**Source information:**
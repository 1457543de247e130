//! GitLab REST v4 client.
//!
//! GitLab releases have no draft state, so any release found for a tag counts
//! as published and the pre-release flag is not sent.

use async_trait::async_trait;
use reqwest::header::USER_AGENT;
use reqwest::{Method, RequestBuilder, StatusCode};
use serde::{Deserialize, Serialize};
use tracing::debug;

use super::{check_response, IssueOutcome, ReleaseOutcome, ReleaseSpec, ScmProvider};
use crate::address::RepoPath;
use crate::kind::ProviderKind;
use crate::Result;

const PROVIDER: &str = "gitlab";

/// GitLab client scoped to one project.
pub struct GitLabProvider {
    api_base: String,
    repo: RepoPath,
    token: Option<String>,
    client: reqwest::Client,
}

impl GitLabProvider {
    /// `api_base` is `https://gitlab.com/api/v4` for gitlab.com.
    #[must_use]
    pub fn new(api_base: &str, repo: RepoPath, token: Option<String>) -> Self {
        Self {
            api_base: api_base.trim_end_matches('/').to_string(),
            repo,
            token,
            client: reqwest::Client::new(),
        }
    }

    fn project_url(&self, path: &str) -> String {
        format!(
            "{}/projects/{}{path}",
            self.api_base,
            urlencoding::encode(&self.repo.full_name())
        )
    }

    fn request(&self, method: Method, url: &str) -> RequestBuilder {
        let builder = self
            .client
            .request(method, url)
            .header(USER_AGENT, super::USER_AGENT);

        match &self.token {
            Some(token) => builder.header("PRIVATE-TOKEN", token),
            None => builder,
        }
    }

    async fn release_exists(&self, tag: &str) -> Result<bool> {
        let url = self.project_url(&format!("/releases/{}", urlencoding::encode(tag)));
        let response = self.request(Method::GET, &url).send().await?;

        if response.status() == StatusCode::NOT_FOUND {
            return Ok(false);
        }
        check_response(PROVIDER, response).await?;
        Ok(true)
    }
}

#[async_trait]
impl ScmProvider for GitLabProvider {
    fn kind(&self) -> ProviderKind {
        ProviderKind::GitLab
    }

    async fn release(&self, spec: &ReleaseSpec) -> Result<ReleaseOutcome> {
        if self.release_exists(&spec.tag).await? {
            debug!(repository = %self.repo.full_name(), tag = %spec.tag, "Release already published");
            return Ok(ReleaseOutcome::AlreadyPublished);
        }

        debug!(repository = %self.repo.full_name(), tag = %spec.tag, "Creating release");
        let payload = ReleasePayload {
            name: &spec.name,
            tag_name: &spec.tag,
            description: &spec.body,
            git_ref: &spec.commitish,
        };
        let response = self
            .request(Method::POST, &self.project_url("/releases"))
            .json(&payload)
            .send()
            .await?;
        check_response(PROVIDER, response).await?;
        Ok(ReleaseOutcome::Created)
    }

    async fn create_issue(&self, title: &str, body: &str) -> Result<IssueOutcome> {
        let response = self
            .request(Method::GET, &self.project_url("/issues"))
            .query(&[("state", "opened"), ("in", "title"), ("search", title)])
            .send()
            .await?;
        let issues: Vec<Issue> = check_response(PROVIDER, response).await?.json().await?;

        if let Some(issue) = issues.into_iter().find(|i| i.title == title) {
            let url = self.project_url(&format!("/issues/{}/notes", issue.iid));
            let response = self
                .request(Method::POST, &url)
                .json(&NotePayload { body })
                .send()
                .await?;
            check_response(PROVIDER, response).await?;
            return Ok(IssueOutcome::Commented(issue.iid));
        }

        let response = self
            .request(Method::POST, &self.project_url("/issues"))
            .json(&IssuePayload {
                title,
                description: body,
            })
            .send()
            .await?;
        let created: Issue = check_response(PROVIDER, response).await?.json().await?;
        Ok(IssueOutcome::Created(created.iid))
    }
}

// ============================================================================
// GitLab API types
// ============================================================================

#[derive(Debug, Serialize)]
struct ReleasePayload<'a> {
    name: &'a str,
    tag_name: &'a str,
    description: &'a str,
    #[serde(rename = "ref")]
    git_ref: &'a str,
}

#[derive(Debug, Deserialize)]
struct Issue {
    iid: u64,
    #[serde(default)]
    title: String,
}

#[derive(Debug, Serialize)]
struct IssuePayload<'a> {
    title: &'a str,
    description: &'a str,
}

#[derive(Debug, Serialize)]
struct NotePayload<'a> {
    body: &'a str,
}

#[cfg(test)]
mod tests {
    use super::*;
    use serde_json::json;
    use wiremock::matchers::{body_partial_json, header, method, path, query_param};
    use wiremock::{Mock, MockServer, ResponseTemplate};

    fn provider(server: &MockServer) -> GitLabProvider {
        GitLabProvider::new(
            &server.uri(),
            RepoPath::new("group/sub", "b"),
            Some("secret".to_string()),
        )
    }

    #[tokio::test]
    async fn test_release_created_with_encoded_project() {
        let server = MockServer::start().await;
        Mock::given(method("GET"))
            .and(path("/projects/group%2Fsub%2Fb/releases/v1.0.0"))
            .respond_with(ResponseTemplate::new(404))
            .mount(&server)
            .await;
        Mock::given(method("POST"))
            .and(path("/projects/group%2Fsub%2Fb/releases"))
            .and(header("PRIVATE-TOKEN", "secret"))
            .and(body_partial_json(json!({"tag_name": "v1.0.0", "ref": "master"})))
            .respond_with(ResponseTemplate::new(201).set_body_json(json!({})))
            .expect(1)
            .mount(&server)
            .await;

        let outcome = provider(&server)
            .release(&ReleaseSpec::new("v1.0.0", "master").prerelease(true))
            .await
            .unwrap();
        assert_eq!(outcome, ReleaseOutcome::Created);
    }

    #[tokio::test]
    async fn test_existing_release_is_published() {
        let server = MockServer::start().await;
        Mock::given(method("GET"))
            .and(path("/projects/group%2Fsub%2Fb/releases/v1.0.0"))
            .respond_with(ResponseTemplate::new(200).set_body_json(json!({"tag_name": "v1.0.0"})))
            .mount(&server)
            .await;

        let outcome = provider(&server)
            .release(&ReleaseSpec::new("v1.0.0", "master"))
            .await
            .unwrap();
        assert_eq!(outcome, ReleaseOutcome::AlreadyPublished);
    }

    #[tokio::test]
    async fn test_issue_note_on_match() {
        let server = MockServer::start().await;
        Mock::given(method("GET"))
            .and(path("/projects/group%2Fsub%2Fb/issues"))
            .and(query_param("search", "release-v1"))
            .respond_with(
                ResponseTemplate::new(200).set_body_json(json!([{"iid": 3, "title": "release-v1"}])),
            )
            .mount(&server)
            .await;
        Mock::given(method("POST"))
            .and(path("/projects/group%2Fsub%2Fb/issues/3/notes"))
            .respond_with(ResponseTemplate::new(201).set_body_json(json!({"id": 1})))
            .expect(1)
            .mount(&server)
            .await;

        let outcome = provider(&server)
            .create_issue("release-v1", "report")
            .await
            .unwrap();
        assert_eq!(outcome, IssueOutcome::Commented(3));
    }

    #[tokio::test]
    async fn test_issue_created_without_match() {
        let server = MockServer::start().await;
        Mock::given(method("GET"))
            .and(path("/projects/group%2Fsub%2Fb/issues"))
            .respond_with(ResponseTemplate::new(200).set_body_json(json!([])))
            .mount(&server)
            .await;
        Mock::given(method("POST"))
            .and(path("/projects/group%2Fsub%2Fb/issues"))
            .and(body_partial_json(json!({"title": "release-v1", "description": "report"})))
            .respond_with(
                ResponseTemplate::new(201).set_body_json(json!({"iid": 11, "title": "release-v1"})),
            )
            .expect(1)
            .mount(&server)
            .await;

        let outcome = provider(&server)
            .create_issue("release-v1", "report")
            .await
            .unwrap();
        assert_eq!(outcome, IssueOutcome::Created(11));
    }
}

**Work item:** The whole block of entries above should be repeated exactly.

**Worked solution:**
repository 1457543de247e130
//! GitLab REST v4 client.
//!
//! GitLab releases have no draft state, so any release found for a tag counts
//! as published and the pre-release flag is not sent.

use async_trait::async_trait;
use reqwest::header::USER_AGENT;
use reqwest::{Method, RequestBuilder, StatusCode};
use serde::{Deserialize, Serialize};
use tracing::debug;

use super::{check_response, IssueOutcome, ReleaseOutcome, ReleaseSpec, ScmProvider};
use crate::address::RepoPath;
use crate::kind::ProviderKind;
use crate::Result;

const PROVIDER: &str = "gitlab";

/// GitLab client scoped to one project.
pub struct GitLabProvider {
    api_base: String,
    repo: RepoPath,
    token: Option<String>,
    client: reqwest::Client,
}

impl GitLabProvider {
    /// `api_base` is `https://gitlab.com/api/v4` for gitlab.com.
    #[must_use]
    pub fn new(api_base: &str, repo: RepoPath, token: Option<String>) -> Self {
        Self {
            api_base: api_base.trim_end_matches('/').to_string(),
            repo,
            token,
            client: reqwest::Client::new(),
        }
    }

    fn project_url(&self, path: &str) -> String {
        format!(
            "{}/projects/{}{path}",
            self.api_base,
            urlencoding::encode(&self.repo.full_name())
        )
    }

    fn request(&self, method: Method, url: &str) -> RequestBuilder {
        let builder = self
            .client
            .request(method, url)
            .header(USER_AGENT, super::USER_AGENT);

        match &self.token {
            Some(token) => builder.header("PRIVATE-TOKEN", token),
            None => builder,
        }
    }

    async fn release_exists(&self, tag: &str) -> Result<bool> {
        let url = self.project_url(&format!("/releases/{}", urlencoding::encode(tag)));
        let response = self.request(Method::GET, &url).send().await?;

        if response.status() == StatusCode::NOT_FOUND {
            return Ok(false);
        }
        check_response(PROVIDER, response).await?;
        Ok(true)
    }
}

#[async_trait]
impl ScmProvider for GitLabProvider {
    fn kind(&self) -> ProviderKind {
        ProviderKind::GitLab
    }

    async fn release(&self, spec: &ReleaseSpec) -> Result<ReleaseOutcome> {
        if self.release_exists(&spec.tag).await? {
            debug!(repository = %self.repo.full_name(), tag = %spec.tag, "Release already published");
            return Ok(ReleaseOutcome::AlreadyPublished);
        }

        debug!(repository = %self.repo.full_name(), tag = %spec.tag, "Creating release");
        let payload = ReleasePayload {
            name: &spec.name,
            tag_name: &spec.tag,
            description: &spec.body,
            git_ref: &spec.commitish,
        };
        let response = self
            .request(Method::POST, &self.project_url("/releases"))
            .json(&payload)
            .send()
            .await?;
        check_response(PROVIDER, response).await?;
        Ok(ReleaseOutcome::Created)
    }

    async fn create_issue(&self, title: &str, body: &str) -> Result<IssueOutcome> {
        let response = self
            .request(Method::GET, &self.project_url("/issues"))
            .query(&[("state", "opened"), ("in", "title"), ("search", title)])
            .send()
            .await?;
        let issues: Vec<Issue> = check_response(PROVIDER, response).await?.json().await?;

        if let Some(issue) = issues.into_iter().find(|i| i.title == title) {
            let url = self.project_url(&format!("/issues/{}/notes", issue.iid));
            let response = self
                .request(Method::POST, &url)
                .json(&NotePayload { body })
                .send()
                .await?;
            check_response(PROVIDER, response).await?;
            return Ok(IssueOutcome::Commented(issue.iid));
        }

        let response = self
            .request(Method::POST, &self.project_url("/issues"))
            .json(&IssuePayload {
                title,
                description: body,
            })
            .send()
            .await?;
        let created: Issue = check_response(PROVIDER, response).await?.json().await?;
        Ok(IssueOutcome::Created(created.iid))
    }
}

// ============================================================================
// GitLab API types
// ============================================================================

#[derive(Debug, Serialize)]
struct ReleasePayload<'a> {
    name: &'a str,
    tag_name: &'a str,
    description: &'a str,
    #[serde(rename = "ref")]
    git_ref: &'a str,
}

#[derive(Debug, Deserialize)]
struct Issue {
    iid: u64,
    #[serde(default)]
    title: String,
}

#[derive(Debug, Serialize)]
struct IssuePayload<'a> {
    title: &'a str,
    description: &'a str,
}

#[derive(Debug, Serialize)]
struct NotePayload<'a> {
    body: &'a str,
}

#[cfg(test)]
mod tests {
    use super::*;
    use serde_json::json;
    use wiremock::matchers::{body_partial_json, header, method, path, query_param};
    use wiremock::{Mock, MockServer, ResponseTemplate};

    fn provider(server: &MockServer) -> GitLabProvider {
        GitLabProvider::new(
            &server.uri(),
            RepoPath::new("group/sub", "b"),
            Some("secret".to_string()),
        )
    }

    #[tokio::test]
    async fn test_release_created_with_encoded_project() {
        let server = MockServer::start().await;
        Mock::given(method("GET"))
            .and(path("/projects/group%2Fsub%2Fb/releases/v1.0.0"))
            .respond_with(ResponseTemplate::new(404))
            .mount(&server)
            .await;
        Mock::given(method("POST"))
            .and(path("/projects/group%2Fsub%2Fb/releases"))
            .and(header("PRIVATE-TOKEN", "secret"))
            .and(body_partial_json(json!({"tag_name": "v1.0.0", "ref": "master"})))
            .respond_with(ResponseTemplate::new(201).set_body_json(json!({})))
            .expect(1)
            .mount(&server)
            .await;

        let outcome = provider(&server)
            .release(&ReleaseSpec::new("v1.0.0", "master").prerelease(true))
            .await
            .unwrap();
        assert_eq!(outcome, ReleaseOutcome::Created);
    }

    #[tokio::test]
    async fn test_existing_release_is_published() {
        let server = MockServer::start().await;
        Mock::given(method("GET"))
            .and(path("/projects/group%2Fsub%2Fb/releases/v1.0.0"))
            .respond_with(ResponseTemplate::new(200).set_body_json(json!({"tag_name": "v1.0.0"})))
            .mount(&server)
            .await;

        let outcome = provider(&server)
            .release(&ReleaseSpec::new("v1.0.0", "master"))
            .await
            .unwrap();
        assert_eq!(outcome, ReleaseOutcome::AlreadyPublished);
    }

    #[tokio::test]
    async fn test_issue_note_on_match() {
        let server = MockServer::start().await;
        Mock::given(method("GET"))
            .and(path("/projects/group%2Fsub%2Fb/issues"))
            .and(query_param("search", "release-v1"))
            .respond_with(
                ResponseTemplate::new(200).set_body_json(json!([{"iid": 3, "title": "release-v1"}])),
            )
            .mount(&server)
            .await;
        Mock::given(method("POST"))
            .and(path("/projects/group%2Fsub%2Fb/issues/3/notes"))
            .respond_with(ResponseTemplate::new(201).set_body_json(json!({"id": 1})))
            .expect(1)
            .mount(&server)
            .await;

        let outcome = provider(&server)
            .create_issue("release-v1", "report")
            .await
            .unwrap();
        assert_eq!(outcome, IssueOutcome::Commented(3));
    }

    #[tokio::test]
    async fn test_issue_created_without_match() {
        let server = MockServer::start().await;
        Mock::given(method("GET"))
            .and(path("/projects/group%2Fsub%2Fb/issues"))
            .respond_with(ResponseTemplate::new(200).set_body_json(json!([])))
            .mount(&server)
            .await;
        Mock::given(method("POST"))
            .and(path("/projects/group%2Fsub%2Fb/issues"))
            .and(body_partial_json(json!({"title": "release-v1", "description": "report"})))
            .respond_with(
                ResponseTemplate::new(201).set_body_json(json!({"iid": 11, "title": "release-v1"})),
            )
            .expect(1)
            .mount(&server)
            .await;

        let outcome = provider(&server)
            .create_issue("release-v1", "report")
            .await
            .unwrap();
        assert_eq!(outcome, IssueOutcome::Created(11));
    }
}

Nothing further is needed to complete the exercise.